И вот тут-то меня поджидала неожиданность, которую, как оказалось, я сам себе и подготовил. Дело в том, что, увиливая от уроков физкультуры, я весь прошедший семестр так убедительно изображал боли в своей раненой ноге, что, увидев меня теперь вознамерившимся работать в стройотряде, наша докторша даже не стала меня осматривать.
— Какой стройотряд с твоей ногой? И не думай! — искренне возмутилась она. — Где-нибудь на строительных лесах или на какой-нибудь лестнице сведёт ногу от боли, так что грохнешься вниз, а я потом за тебя отвечай?
— Да не сведёт, не бойтесь! У меня уже всё прошло, — пытался уверить я, но обладательница заветной печати осталась непреклонной.
— Вчера еще ты не мог пробежать сто метров, а сегодня — уже «всё прошло»? — скептически хмыкнула она. — Нет-нет, голубчик, кирпичи тебе таскать пока рановато, эта нагрузка не для твоей ноги, — и стройотряд уехал в Польшу зарабатывать баксы, а я остался торчать в раскаленной и душной Москве. Но не признаваться же мне было в медпункте, что те самые боли, из-за которых меня на целых полгода освободили от уроков физкультуры, я просто-напросто выдумал?..

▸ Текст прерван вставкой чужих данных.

//! One pass of synchronizing a date window with the server
//!
//! A pass searches the window, narrows it while the search returns more ids
//! than the bisection limit, then reconciles the stored messages against the
//! ids the server reported:
//! - ids only the server has are new: fetched in full and stored
//! - ids only storage has were deleted on the server
//! - ids both have are known: their flags are checked
//!
//! Every network call of a pass happens before storage is touched, so a
//! failed pass leaves storage and the accuracy ranges as they were.

use std::collections::{HashMap, HashSet};
use std::time::Instant;

use super::connection::{ConnectionError, FetchedMessage, FolderConnection, RemoteFlags};
use super::timing;
use crate::config::SyncConfig;
use crate::date::{DateWindow, days_between, make_days_before};
use crate::models::{BodyInfo, HeaderInfo, ServerId};
use crate::storage::FolderStorage;

/// Where a pass currently is
#[derive(Debug, Clone, Copy, PartialEq, Eq, Default)]
pub enum SyncState {
    #[default]
    Idle,
    Searching,
    Reconciling,
    Bisecting,
    Done,
}

/// A search returned too many ids and the window is being narrowed
#[derive(Debug, Clone, Copy, PartialEq)]
pub struct BisectInfo {
    pub old_window: DateWindow,
    pub new_window: DateWindow,
    /// Ids the search of `old_window` returned
    pub num_headers: usize,
    pub cur_days_delta: i64,
    /// Days the narrowed window spans
    pub day_step: i64,
}

/// What the caller wants done about a bisection
#[derive(Debug, Clone, Copy, PartialEq, Eq)]
pub enum BisectDecision {
    Continue,
    Abort,
}

/// Statistics from a completed pass
#[derive(Debug, Clone, Default, PartialEq)]
pub struct SyncReport {
    /// The window that was actually synced, after any narrowing
    pub window: DateWindow,
    /// Messages stored for the first time
    pub new_count: usize,
    /// Messages already stored
    pub known_count: usize,
    /// Stored messages the server no longer has
    pub deleted_count: usize,
    /// Known messages whose flags changed
    pub flags_updated: usize,
    pub duration_ms: u64,
}

impl SyncReport {
    /// True if the server had anything in the window
    pub fn saw_messages(&self) -> bool {
        self.new_count + self.known_count > 0
    }
}

#[derive(Debug, Clone, PartialEq)]
pub enum PassOutcome {
    Synced(SyncReport),
    /// The caller stopped a bisection; nothing was stored or marked synced
    Aborted(BisectInfo),
}

#[derive(Debug, thiserror::Error)]
pub enum SyncError {
    #[error(transparent)]
    Connection(#[from] ConnectionError),
    /// The server kept rejecting our state after a reset
    #[error("server and local state disagree: {0}")]
    Desync(String),
    #[error("illegal sync window [{start}, {end})")]
    IllegalWindow { start: i64, end: i64 },
    #[error(transparent)]
    Storage(#[from] anyhow::Error),
}

/// Runs passes for one folder. `accuracy_stamp` is recorded as the sync time
/// of every window the coordinator marks synced.
pub struct SyncCoordinator {
    config: SyncConfig,
    bisect_limit: usize,
    accuracy_stamp: i64,
    state: SyncState,
}

impl SyncCoordinator {
    pub fn new(config: &SyncConfig, accuracy_stamp: i64) -> Self {
        Self {
            config: config.clone(),
            bisect_limit: config.bisect_limit,
            accuracy_stamp,
            state: SyncState::Idle,
        }
    }

    pub fn with_bisect_limit(mut self, bisect_limit: usize) -> Self {
        self.bisect_limit = bisect_limit;
        self
    }

    pub fn state(&self) -> SyncState {
        self.state
    }

    /// Synchronize `window` with the server.
    ///
    /// `on_bisect` hears about every narrowing and may abort the pass. If the
    /// server rejects our sync state, the window's accuracy is discarded and
    /// the pass is run once more from scratch.
    pub fn sync_date_range(
        &mut self,
        storage: &mut FolderStorage,
        conn: &mut dyn FolderConnection,
        window: DateWindow,
        on_bisect: &mut dyn FnMut(&BisectInfo) -> BisectDecision,
    ) -> Result<PassOutcome, SyncError> {
        match self.run_pass(storage, conn, window, on_bisect) {
            Err(SyncError::Connection(ConnectionError::BadSyncState(reason))) => {
                let start = window.effective_start();
                let end = window.effective_end(self.accuracy_stamp);
                log::warn!(
                    "{} rejected sync state for {} ({}); resyncing from scratch",
                    storage.folder_id(),
                    window,
                    reason
                );
                storage.discard_sync_range(start, end);
                match self.run_pass(storage, conn, window, on_bisect) {
                    Err(SyncError::Connection(ConnectionError::BadSyncState(reason))) => {
                        self.state = SyncState::Idle;
                        Err(SyncError::Desync(reason))
                    }
                    other => other,
                }
            }
            other => other,
        }
    }

    fn run_pass(
        &mut self,
        storage: &mut FolderStorage,
        conn: &mut dyn FolderConnection,
        window: DateWindow,
        on_bisect: &mut dyn FnMut(&BisectInfo) -> BisectDecision,
    ) -> Result<PassOutcome, SyncError> {
        let started = Instant::now();
        let mut window = window;

        // 1. Search, narrowing the window until the server's answer fits
        let ids = loop {
            let start = window.effective_start();
            let end = window.effective_end(self.accuracy_stamp);
            if start >= end {
                self.state = SyncState::Idle;
                return Err(SyncError::IllegalWindow { start, end });
            }

            self.state = SyncState::Searching;
            let ids = conn.search(&window).inspect_err(|_| self.state = SyncState::Idle)?;
            log::debug!("Search of {} in {} found {} ids", window, storage.folder_id(), ids.len());
            if ids.len() <= self.bisect_limit {
                break ids;
            }

            let cur_days_delta = days_between(start, end);
            if cur_days_delta <= 1 {
                log::info!(
                    "{} ids in a single day of {}; syncing them all",
                    ids.len(),
                    storage.folder_id()
                );
                break ids;
            }

            self.state = SyncState::Bisecting;
            let day_step = timing::bisect_day_step(self.bisect_limit, ids.len(), cur_days_delta, &self.config);
            let new_window = DateWindow::new(Some(make_days_before(end, day_step)), window.end);
            let info = BisectInfo {
                old_window: window,
                new_window,
                num_headers: ids.len(),
                cur_days_delta,
                day_step,
            };
            log::info!(
                "Bisecting {}: {} ids over {} days, narrowing {} to {}",
                storage.folder_id(),
                ids.len(),
                cur_days_delta,
                window,
                new_window
            );
            if on_bisect(&info) == BisectDecision::Abort {
                log::info!("Bisection of {} aborted by caller", storage.folder_id());
                self.state = SyncState::Done;
                return Ok(PassOutcome::Aborted(info));
            }
            window = new_window;
        };

        // 2. Reconcile against what storage has for the final window
        self.state = SyncState::Reconciling;
        let mut report = self
            .reconcile(storage, conn, window, ids)
            .inspect_err(|_| self.state = SyncState::Idle)?;

        // 3. Only durable data may be declared synced
        let start = window.effective_start();
        let end = window.effective_end(self.accuracy_stamp);
        let token = conn.sync_token();
        let stamp = self.accuracy_stamp;
        storage
            .run_after_deferred_calls(|s| s.mark_sync_range(start, end, token, stamp))
            .and_then(|()| storage.flush(stamp))
            .inspect_err(|_| self.state = SyncState::Idle)?;

        report.duration_ms = started.elapsed().as_millis() as u64;
        log::info!(
            "Synced {} of {}: {} new, {} known, {} deleted in {}ms",
            window,
            storage.folder_id(),
            report.new_count,
            report.known_count,
            report.deleted_count,
            report.duration_ms
        );
        self.state = SyncState::Done;
        Ok(PassOutcome::Synced(report))
    }

    fn reconcile(
        &mut self,
        storage: &mut FolderStorage,
        conn: &mut dyn FolderConnection,
        window: DateWindow,
        ids: Vec<ServerId>,
    ) -> Result<SyncReport, SyncError> {
        let local = storage.get_all_messages_in_date_range(window.start, window.end)?;
        let mut local_by_server_id: HashMap<ServerId, HeaderInfo> = HashMap::with_capacity(local.len());
        // Extra copies of one server message; only one copy is kept
        let mut duplicates: Vec<HeaderInfo> = Vec::new();
        for header in local {
            if let Some(dup) = local_by_server_id.insert(header.server_id.clone(), header) {
                log::warn!("Server id {} stored twice in {}", dup.server_id, storage.folder_id());
                duplicates.push(dup);
            }
        }
        let remote: HashSet<&ServerId> = ids.iter().collect();

        let new_ids: Vec<ServerId> = ids
            .iter()
            .filter(|id| !local_by_server_id.contains_key(*id))
            .cloned()
            .collect();
        let known_ids: Vec<ServerId> = ids
            .iter()
            .filter(|id| local_by_server_id.contains_key(*id))
            .cloned()
            .collect();
        let deleted: Vec<HeaderInfo> = local_by_server_id
            .values()
            .filter(|h| !remote.contains(&h.server_id))
            .cloned()
            .collect();

        // Network first
        let mut fetched: Vec<FetchedMessage> = if new_ids.is_empty() {
            Vec::new()
        } else {
            conn.fetch_full(&new_ids)?
        };
        let flags: Vec<RemoteFlags> = if known_ids.is_empty() {
            Vec::new()
        } else {
            conn.fetch_flags(&known_ids)?
        };

        let mut report = SyncReport {
            window,
            known_count: known_ids.len(),
            ..SyncReport::default()
        };

        for header in deleted.iter().chain(&duplicates) {
            storage.delete_message_header_and_body(header.date, header.id)?;
            report.deleted_count += 1;
        }

        // Newest first, so a full slice drops the oldest arrivals
        fetched.sort_by(|a, b| b.header.date.cmp(&a.header.date));
        for message in fetched {
            let id = storage.allocate_header_id();
            let date = message.header.date;
            storage.add_message_header(HeaderInfo::from_remote(id, message.header))?;
            storage.add_message_body(BodyInfo::from_remote(id, date, message.body))?;
            report.new_count += 1;
        }

        let mut flags_by_id: HashMap<ServerId, RemoteFlags> =
            flags.into_iter().map(|f| (f.server_id.clone(), f)).collect();
        for server_id in &known_ids {
            let Some(header) = local_by_server_id.get(server_id) else {
                continue;
            };
            let Some(remote) = flags_by_id.remove(server_id) else {
                storage.unchanged_message_header(header);
                continue;
            };
            let merged = storage.reconcile_flags(header.id, &remote.flags);
            if merged == header.flags {
                storage.unchanged_message_header(header);
            } else {
                storage.update_message_header(header.date, header.id, |h| {
                    h.flags = merged;
                    true
                })?;
                report.flags_updated += 1;
            }
        }
        Ok(report)
    }
}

— …Ну сйизды до бабуси, чи шо, — видя мою неприкаянность, подсказала как-то за обедом мама. — Отдыхнэш там на прыроди, сходыш с хлопцямы на ставок.
— Лучший отдых — это работа, — отозвался на ее слова отец. — Чем два месяца просто так болтаться, пусть лучше поработает это время на шахте, узнает свою будущую профессию, а заодно и себе на расходы чего-нибудь заработает.
— Та хто його там возьмэ на работу? — махнула рукой мама. — Оны щас сами тикы й знають, шо бастують…
— Ничего, возьмут. Я напишу в свою бывшую бригаду и попрошу Михно принять его на два месяца.
— Думаеш, вин тэбэ ще нэ забув?
— Да не должен бы. Столько водки вместе выпито…
— Ну, делай, як знаеш. Заработать трохы денег було б тоже нэ плохо.
— Я думаю.
Отец и правда в тот же день написал в Донбасс письмо, а через четыре дня (взять билет быстрее не удалось) уехал туда и я.
Последний раз я приезжал к бабушке Лизе года, наверное, три назад, так что смотрел теперь на знакомый городок будто впервые, искренне удивляясь тому, что вот-де живут же каким-то образом и здесь люди, и даже, надо полагать, ощущают себя счастливыми, не замечая, какое здесь всё… ограниченное, что ли, мелкое, провинциальное. Посеревшие от времени дома-хрущёвки в центральной части города, окружённые зелёным от летних садов частным сектором. Клуб «Шахтёр» с четырьмя белёными колоннами у входа. Кафе «Шахтарочка». Гастроном «Шахтёрский». Три угольные шахты с терриконами неподалёку от города да уходящие к горизонту поля с пересекающими их абрикосовыми посадками… Здесь, среди этого пейзажа, прошли мои детские годы, здесь я первый раз в жизни подрался, получил свою первую отметку в школе, впервые дёрнул за косу одноклассницу… Где она сегодня? Небось, уже выскочила замуж да родила пару ребятишек, здесь с этим делом долго не волынят.
— О-о! Привет! Какими судьбами? — увидев меня сходящим с междугороднего автобуса, на котором я приехал из Донецка, подошёл ко мне высокий плечистый парень, в котором я, приглядевшись, не без труда узнал одного из своих давних одноклассников (кажется, я даже сидел с ним во втором классе за одной партой).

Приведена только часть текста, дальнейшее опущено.